What’s up with that? It makes me feel like anything with the remotest chance to become chometz in an Orthodox house on Passover eve.
“Keep specimen cool.” Refrigerate? (Autumn in NY weather.)
This really intrigues me: you must, must not start with your first morning pee. Then the next time you have to go the 24-hour clock starts for the collection, which must have that next morning’s morning pee.
I’m guessing morning pee might be analytically useful in isolation (like, pee that the kidneys have had a good long time to work over–but that doesn’t make sense either, because it’s processed drop-by-drop anyway…). But in the 24-hour it gets mixed in anyway.

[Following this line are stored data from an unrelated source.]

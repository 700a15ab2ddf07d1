use skillganga_portal::{
    AppError, AppState, RouteGuard,
    config::{AppConfig, Env},
    create_router,
};
use tokio::net::TcpListener;
use tracing_subscriber::{layer::SubscriberExt, util::SubscriberInitExt};

/// main
///
/// Entry point: loads configuration, sets up logging, binds the listener and
/// serves the guarded router.
#[tokio::main]
async fn main() -> Result<(), AppError> {
    // 1. Configuration & Environment Loading
    dotenv::dotenv().ok();
    let config = AppConfig::load()?;

    // 2. Logging Filter Setup
    // RUST_LOG wins; otherwise fall back to verbose defaults for local development.
    let env_filter = tracing_subscriber::EnvFilter::try_from_default_env()
        .unwrap_or_else(|_| "skillganga_portal=debug,tower_http=info,axum=trace".into());

    // 3. Initialize Logging based on Environment
    match config.env {
        Env::Local => {
            tracing_subscriber::registry()
                .with(env_filter)
                .with(tracing_subscriber::fmt::layer().pretty())
                .init();
        }
        Env::Production => {
            // JSON output for ingestion by centralized log aggregators.
            tracing_subscriber::registry()
                .with(env_filter)
                .with(tracing_subscriber::fmt::layer().json())
                .init();
        }
    }

    tracing::info!("Application starting in {:?} mode", config.env);

    // 4. Unified State Assembly
    let guard = RouteGuard::default();
    for area in guard.areas() {
        tracing::debug!(
            prefix = area.prefix,
            role = area.required_role,
            fallback = area.fallback,
            "protected area registered"
        );
    }

    let address = config.bind_address();
    let app = create_router(AppState { config, guard });

    // 5. Server Startup
    let listener = TcpListener::bind(&address).await?;
    tracing::info!("Listening on {}", address);

    axum::serve(listener, app).await?;
    Ok(())
}
use crate::config::{AppConfig, Env};
use axum::{Json, extract::State, response::Html};
use serde::Serialize;

// --- Static Pages ---

/// Landing page served at the application root. No inputs, no state.
pub const LANDING_PAGE: &str = r#"<!DOCTYPE html>
<html lang="en">
<head>
<meta charset="utf-8">
<meta name="viewport" content="width=device-width, initial-scale=1">
<title>SkillGanga</title>
</head>
<body>
<main style="display:flex;min-height:100vh;flex-direction:column;align-items:center;justify-content:center;padding:6rem">
<h1 style="font-size:2.25rem;font-weight:700">SkillGanga - Job Portal Platform</h1>
<p style="margin-top:1rem;font-size:1.125rem;color:#4b5563">A modern full-stack job portal connecting job seekers with employers</p>
</main>
</body>
</html>
"#;

// The pages below are placeholders for screens rendered by other services.
// They exist so every redirect the guard emits lands on a real route.

pub const LOGIN_PAGE: &str = r#"<!DOCTYPE html>
<html lang="en">
<head><meta charset="utf-8"><title>Sign in | SkillGanga</title></head>
<body><main><h1>Sign in</h1></main></body>
</html>
"#;

pub const EMPLOYER_DASHBOARD_PAGE: &str = r#"<!DOCTYPE html>
<html lang="en">
<head><meta charset="utf-8"><title>Employer dashboard | SkillGanga</title></head>
<body><main><h1>Employer dashboard</h1></main></body>
</html>
"#;

pub const JOBSEEKER_DASHBOARD_PAGE: &str = r#"<!DOCTYPE html>
<html lang="en">
<head><meta charset="utf-8"><title>Jobseeker dashboard | SkillGanga</title></head>
<body><main><h1>Jobseeker dashboard</h1></main></body>
</html>
"#;

/// HealthStatus
///
/// Body of the health check, consumed by load balancers and uptime monitors.
#[derive(Debug, Serialize)]
pub struct HealthStatus {
    pub status: &'static str,
    pub env: Env,
}

// --- Handlers ---

/// [Public Route] The application's landing page.
pub async fn landing_page() -> Html<&'static str> {
    Html(LANDING_PAGE)
}

/// [Public Route] Liveness probe. Reports the runtime environment alongside "ok".
pub async fn health(State(config): State<AppConfig>) -> Json<HealthStatus> {
    Json(HealthStatus {
        status: "ok",
        env: config.env,
    })
}

/// [Public Route] Target of the guard's "no token" redirect.
pub async fn login_page() -> Html<&'static str> {
    Html(LOGIN_PAGE)
}

/// [Employer Route] Reached only with a token and the `employer` role.
pub async fn employer_dashboard() -> Html<&'static str> {
    Html(EMPLOYER_DASHBOARD_PAGE)
}

/// [Jobseeker Route] Reached only with a token and the `jobseeker` role.
pub async fn jobseeker_dashboard() -> Html<&'static str> {
    Html(JOBSEEKER_DASHBOARD_PAGE)
}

Isn’t pee fungible?
Yes, the kidneys produce urine drop by drop. I think this is a simple problem of measurement. If you give them your morning’s pee, you don’t know over how many hours that pee was generated. By starting with the pee after that, you know that this is pee is a product from say 6 am to 8 am. (as an example).
You then keep producing pee specimens throughout the day. You go to sleep. All the pee your kidneys made during the night is now stored in your bladder. You deliver the pee at 6 am when you wake again. That’s exactly 24 hours worth of pee.
Example Pee timeline :
6 am - 8am : sample 1
8am - noon : sample 2
noon - 3 pm : sample 3
…
bedtime - 6 am : sample N
If you give them the morning’s pee, it becomes
??? - 6am : sample 1
You need the termination of data recording to happen at ???. Since you don’t know when that was, you cannot accurately do so.

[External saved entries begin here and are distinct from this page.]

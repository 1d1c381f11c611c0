//! End-to-end block passes on small synthetic squares.

use super::*;
use crate::geodesic::{direct, inverse};
use rand::{rngs::StdRng, SeedableRng};

/// Clockwise ring walked N, E, S from `origin`; walked sides are `side` metres.
fn square_block(origin: Point, side: f64) -> Vec<Point> {
    let p1 = direct(origin, 0.0, side).point;
    let p2 = direct(p1, 90.0, side).point;
    let p3 = direct(p2, 180.0, side).point;
    vec![origin, p1, p2, p3]
}

fn exact_params(target: f64, depth: f64) -> BlockParams {
    BlockParams {
        target_segment_length: target,
        variation_fraction: 0.0,
        footprint_depth: depth,
        close_ring: false,
    }
}

#[test]
fn square_block_yields_thirty_footprints() {
    let poly = Polygon::new(square_block(Point::new(40.4168, -3.7038), 100.0)).unwrap();
    let mut rng = StdRng::seed_from_u64(0);
    let fps = generate(&poly, exact_params(10.0, 1.0), &mut rng).unwrap();
    assert_eq!(fps.len(), 30);
    for fp in &fps {
        let sides = fp.side_lengths();
        for side in &sides[..3] {
            assert!((side - 1.0).abs() < 1e-3, "side {side}");
        }
    }
    for edge in fps.chunks(10) {
        for pair in edge.windows(2) {
            let spacing = inverse(pair[0].corners[0], pair[1].corners[0]).distance;
            assert!((spacing - 10.0).abs() < 1e-6, "spacing {spacing}");
        }
    }
}

#[test]
fn footprints_face_the_centroid() {
    let poly = Polygon::new(square_block(Point::new(-23.55, -46.63), 100.0)).unwrap();
    let gen = BlockGenerator::new(&poly, exact_params(10.0, 2.0)).unwrap();
    let centre = gen.centroid();
    let mut rng = StdRng::seed_from_u64(0);
    for fp in gen.footprints(&mut rng) {
        let fp = fp.unwrap();
        let d0 = inverse(fp.corners[0], centre).distance;
        let d1 = inverse(fp.corners[1], centre).distance;
        assert!(d1 < d0, "footprint walks away from the block: {d1} >= {d0}");
    }
}

#[test]
fn one_turn_per_edge() {
    let poly = Polygon::new(square_block(Point::new(35.68, 139.69), 100.0)).unwrap();
    let centre = poly.centroid();
    for edge in poly.boundary_edges() {
        assert_eq!(turn_toward(&edge, centre), Turn::Right);
    }
    let reversed: Vec<Point> = poly.vertices().iter().rev().copied().collect();
    let poly_rev = Polygon::new(reversed).unwrap();
    for edge in poly_rev.boundary_edges() {
        assert_eq!(turn_toward(&edge, centre), Turn::Left);
    }
}

#[test]
fn close_ring_adds_the_last_side() {
    let ring = square_block(Point::new(59.33, 18.07), 100.0);
    let poly = Polygon::new(ring).unwrap();
    let open = generate(&poly, exact_params(30.0, 1.0), &mut StdRng::seed_from_u64(0)).unwrap();
    let closed_params = BlockParams {
        close_ring: true,
        ..exact_params(30.0, 1.0)
    };
    let closed = generate(&poly, closed_params, &mut StdRng::seed_from_u64(0)).unwrap();
    assert_eq!(open.len(), 12);
    assert_eq!(closed.len(), 16);
    assert_eq!(&closed[..12], &open[..]);
}

#[test]
fn seeded_passes_replay() {
    let poly = Polygon::new(square_block(Point::new(1.29, 103.85), 80.0)).unwrap();
    let params = BlockParams {
        target_segment_length: 7.0,
        variation_fraction: 0.3,
        footprint_depth: 5.0,
        close_ring: false,
    };
    let a = generate(&poly, params, &mut StdRng::seed_from_u64(9)).unwrap();
    let b = generate(&poly, params, &mut StdRng::seed_from_u64(9)).unwrap();
    let c = generate(&poly, params, &mut StdRng::seed_from_u64(10)).unwrap();
    assert_eq!(a, b);
    assert_ne!(a, c);
}

#[test]
fn jittered_frontages_stay_in_band() {
    let poly = Polygon::new(square_block(Point::new(45.0, 7.0), 60.0)).unwrap();
    let params = BlockParams {
        target_segment_length: 6.0,
        variation_fraction: 0.5,
        footprint_depth: 3.0,
        close_ring: false,
    };
    let gen = BlockGenerator::new(&poly, params).unwrap();
    let mut rng = StdRng::seed_from_u64(123);
    let starts: Vec<Point> = gen
        .footprints(&mut rng)
        .map(|fp| fp.map(|f| f.corners[0]))
        .collect::<Result<_, _>>()
        .unwrap();
    let corners = &poly.vertices()[..3];
    for pair in starts.windows(2) {
        // Skip the jump from the last frontage of one edge to the first of the next.
        if corners.contains(&pair[1]) {
            continue;
        }
        let d = inverse(pair[0], pair[1]).distance;
        assert!(d > 0.0 && d <= 9.0 + 1e-6, "frontage {d}");
    }
}

#[test]
fn generation_leaves_polygon_untouched() {
    let poly = Polygon::new(square_block(Point::new(0.0, 0.0), 50.0)).unwrap();
    let before = poly.clone();
    let _ = generate(&poly, BlockParams::default(), &mut StdRng::seed_from_u64(1)).unwrap();
    assert_eq!(poly, before);
}

#[test]
fn bad_parameters_fail_up_front() {
    let poly = Polygon::new(square_block(Point::new(0.0, 0.0), 50.0)).unwrap();
    let params = BlockParams {
        footprint_depth: 0.0,
        ..BlockParams::default()
    };
    assert!(matches!(
        BlockGenerator::new(&poly, params),
        Err(BlockError::InvalidParameter { .. })
    ));
}

#[test]
fn batch_isolates_failing_features() {
    let good = square_block(Point::new(48.2, 16.37), 40.0);
    let too_small = vec![Point::new(0.0, 0.0), Point::new(0.0, 0.001)];
    let repeated = vec![
        Point::new(0.0, 0.0),
        Point::new(0.0, 0.001),
        Point::new(0.0, 0.001),
        Point::new(0.001, 0.001),
    ];
    let mut rng = StdRng::seed_from_u64(2);
    let outcomes = generate_batch(
        vec![good.clone(), too_small, repeated, good],
        exact_params(10.0, 1.0),
        &mut rng,
    );
    assert_eq!(outcomes.len(), 4);
    assert_eq!(
        outcomes.iter().map(|o| o.index).collect::<Vec<_>>(),
        vec![0, 1, 2, 3]
    );
    assert_eq!(outcomes[0].result.as_ref().unwrap().len(), 12);
    assert!(matches!(
        outcomes[1].result,
        Err(BlockError::InvalidPolygon { .. })
    ));
    assert!(matches!(
        outcomes[2].result,
        Err(BlockError::InvalidPolygon { .. })
    ));
    assert_eq!(outcomes[3].result, outcomes[0].result);
}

In college, a friend was making extra $$ as a human guinea pig. In one of his studies, he had to collect every drop of urine he produced. He brought a gallon jug to a party, which he nearly filled before leaving. In his drunken state, he tripped on concrete stairs, tearing up one arm and squashing the jug, soaking himself with urine.
I would have hated driving the cab that took him home.
When I started having kidney problems the doctor told me to collect urine for 24 hours. I had bottles all over the place until I figured out he only wanted mine.
The test starts with an empty bladder and ends with an empty bladder. It doesn’t really matter so much what time you start- 6 am, 10 pm- as long as you start empty and end empty so that you have collected everything in one 24 hour period.
Most folks don’t like to keep the jugs in the fridge, so set them in a bucket of ice. Keeping the collection cool just helps reduce bacterial growth (which is not being tested) and odor.
I had one of those jugs on SEVERAL occasions during my pregnancies. To keep it cool I wound up setting a cooler in the shower, filling it with ice, and setting it in the ice.
You’re lucky - as a guy, some logistics are easier than with us girl types - and the doctor’s office didn’t think to provide me with a collection basin that goes in the toilet. Lots of fumbling with paper cups (sigh).